Giuseppe Verdi’s Messa da Requiem—or simply Requiem, as it’s often called—is big work that goes down like a gulp of a chewy Cabernet, a soul-satisfying swill of life that gets bigger and better with every reprised chorus of Dies Irae—the day of wrath. It was among the last of his works, near the end of a brilliant career as a prolific composer of operas. I’ve always loved it, that series of percussive blasts that sets off the more serene parts of the score like cannon artillery against a quiet landscape: if you nodded off during the calm that tends to wash over you like watercolors at other moments in Requiem (but how could you in a work so exquisite?), the Dies Irae will assuredly grab you by the lapels and shake you back to your senses. But taken as a whole—the texts and that sublime score—the overarching theme is one of anguish, for human frailty, for the day of judgment, and for eternal salvation. At least that is what I hear in this music, and what I heard yesterday in a live performance of it.
Verdi was writing Requiem almost 150 years ago—not really so long ago, but I wonder whether people’s connection to God wasn’t dramatically different seen through a nineteenth century lens: more immediate, perhaps, if not weightier than in more recent times, at least if the human condition in the here and now is any indication. I swear I can feel this in the music.
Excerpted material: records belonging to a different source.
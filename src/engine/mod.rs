//! Engine types: the master audio buffer and WAV export.

pub mod buffer;
pub mod io;

pub use buffer::AudioBuffer;
pub use io::{export_wav, ExportFormat};
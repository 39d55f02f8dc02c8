//! Ambient layers: underwater pressure and wind-water interaction.
//!
//! Each contribution is a full-length vector added straight into the master
//! buffer. The filter coefficients are tuning constants that set the
//! spectral weight of each layer, not calibrated cutoff frequencies.

use rand::Rng;

use crate::dsp::filter::IirFilter;
use crate::engine::AudioBuffer;
use crate::synth::primitives::{gaussian_noise, TWO_PI};

/// Deep pressure wave frequency in Hz
const PRESSURE_FREQ: f32 = 0.008;
/// Distant wave interaction frequency in Hz
const DISTANT_FREQ: f32 = 0.015;
/// Wind band frequencies in Hz
const WIND_FREQUENCIES: [f32; 3] = [0.03, 0.07, 0.12];

/// Render the underwater ambience (pressure waves, distant interactions,
/// subsurface currents) into the master buffer.
pub fn render_underwater<R: Rng>(buffer: &mut AudioBuffer, rng: &mut R) {
    let n = buffer.len();
    let sr = buffer.sample_rate() as f32;

    // Deep pressure waves with a tertiary-frequency amplitude modulation
    let mut layer: Vec<f32> = (0..n)
        .map(|i| {
            let t = i as f32 / sr;
            let pressure = 0.15 * (TWO_PI * PRESSURE_FREQ * t).sin();
            let modulation = 0.1 * (TWO_PI * PRESSURE_FREQ * 3.0 * t).sin();
            pressure * (1.0 + modulation)
        })
        .collect();

    // Distant wave interactions, smoothed by a gentle low-pass
    let distant: Vec<f32> = (0..n)
        .map(|i| 0.1 * (TWO_PI * DISTANT_FREQ * i as f32 / sr).sin())
        .collect();
    let distant_filter = IirFilter::smoothing(0.05, 0.95, -0.9);
    for (acc, s) in layer.iter_mut().zip(distant_filter.apply(&distant)) {
        *acc += s;
    }

    // Subsurface currents: noise through a near-integrator, a rumbling drift
    let current_filter = IirFilter::smoothing(0.01, 0.99, -0.98);
    let currents = current_filter.apply(&gaussian_noise(n, 0.03, rng));
    for (acc, s) in layer.iter_mut().zip(currents) {
        *acc += s;
    }

    buffer.mix(&layer);
}

/// Render the wind layer: three noise bands, each amplitude-modulated at
/// its band frequency, low-passed, summed, and scaled down.
pub fn render_wind<R: Rng>(buffer: &mut AudioBuffer, rng: &mut R) {
    let n = buffer.len();
    let sr = buffer.sample_rate() as f32;
    let wind_filter = IirFilter::smoothing(0.1, 0.9, -0.85);

    let mut wind = vec![0.0f32; n];
    for &freq in &WIND_FREQUENCIES {
        let noise = gaussian_noise(n, 0.08, rng);
        let modulated: Vec<f32> = noise
            .iter()
            .enumerate()
            .map(|(i, &x)| {
                let t = i as f32 / sr;
                x * (1.0 + 0.5 * (TWO_PI * freq * t).sin())
            })
            .collect();
        for (acc, s) in wind.iter_mut().zip(wind_filter.apply(&modulated)) {
            *acc += s;
        }
    }

    for s in &mut wind {
        *s *= 0.3;
    }
    buffer.mix(&wind);
}

#[cfg(test)]
mod tests {
    use super::*;
    use rand::SeedableRng;
    use rand_pcg::Pcg32;

    #[test]
    fn test_underwater_writes_bounded_data() {
        let mut buf = AudioBuffer::silent(44100, 44100);
        let mut rng = Pcg32::seed_from_u64(21);
        render_underwater(&mut buf, &mut rng);
        assert!(buf.is_valid());
        assert!(buf.samples().iter().any(|&s| s != 0.0));
        // Pressure (<=0.165) + distant (<=~0.1) + smoothed quiet noise
        assert!(buf.peak() < 0.8, "peak={}", buf.peak());
    }

    #[test]
    fn test_wind_is_quiet_and_valid() {
        let mut buf = AudioBuffer::silent(44100, 44100);
        let mut rng = Pcg32::seed_from_u64(22);
        render_wind(&mut buf, &mut rng);
        assert!(buf.is_valid());
        assert!(buf.samples().iter().any(|&s| s != 0.0));
    }

    #[test]
    fn test_ambient_layers_are_deterministic() {
        let render_both = |seed: u64| {
            let mut buf = AudioBuffer::silent(22050, 44100);
            let mut rng = Pcg32::seed_from_u64(seed);
            render_underwater(&mut buf, &mut rng);
            render_wind(&mut buf, &mut rng);
            buf
        };
        assert_eq!(render_both(5).samples(), render_both(5).samples());
    }

    #[test]
    fn test_empty_buffer_is_noop() {
        let mut buf = AudioBuffer::silent(0, 44100);
        let mut rng = Pcg32::seed_from_u64(1);
        render_underwater(&mut buf, &mut rng);
        render_wind(&mut buf, &mut rng);
        assert!(buf.is_empty());
    }
}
And yesterday afternoon, I felt it bubble up through the soles of my shoes and right into my bones.
Imagine sharing the stage with four soloists—Metropolitan Opera-caliber vocalists, all. That is, imagine the luxury of sitting on the stage with them during a live performance. David-the-Chef and I did: Greenwall Auditorium at Bennington College is not a traditional style venue. Instead, the proscenium blends seamlessly with the seating, in this case, rows of folding chairs. We sat close enough to mezzo-soprano Amy Yovanovich to swap smiles with her several times in the performance. Add to this a full live orchestra of skilled musicians from Putney, Vermont, a combined chorus of some 200-plus voices who made the Dies Irae do what it should, and one Cailin Marcel Manson, wearer of multiple hats—director of the combined ensembles individually, and also currently Director of Music at Vermont’s Putney School.
However powerful the maelstrom in Requiem, the elements outside yesterday afternoon conspired with it to dramatic effect: enormous windows behind the musicians betrayed the wind on the other side of them whipping wildly through the spring-green trees, the rain falling at times in angry torrents, lashing at the leaves as if intentionally. Day of wrath indeed. How fitting for this performance in particular, that nature herself would score a starring role—call it divine intervention, if you wish: Mr. Verdi’s contemporaries might have.
Even before I moved from Tennessee to Vermont I made connections with people who live near the place I call home, through a virtual community of creative folk. Now I’m lucky to call them in-the-flesh friends, some of them, and it was they who put this performance on our radar, because three in particular sing in two choruses among those who performed the Verdi. And while David and I sat there watching people file into the venue, and onto the stage, we counted many other familiar faces—some of them I know through my new church home at St. Peter’s Episcopal, others David has known for many years in various communities. With my boots barely planted in Vermont soil six years ago I was anonymous wherever I went; that’s less and less the case these days, and that is a good thing.
I could not leave the auditorium, though, before I stalked and then spoke to the tenor soloist, Luke Grooms, born in Newport, Tennessee—just up the road from Knoxville. I am glad I did, first to tell him in person what a thrill it is to hear a voice like his on any occasion, and second, because I love connecting with anybody who has even an inkling of Southern roots: strange as it sounds, those connections help me feel more grounded and at home in faraway Vermont. And as often happens in these moments, I felt like I’d known him forever when we shook hands.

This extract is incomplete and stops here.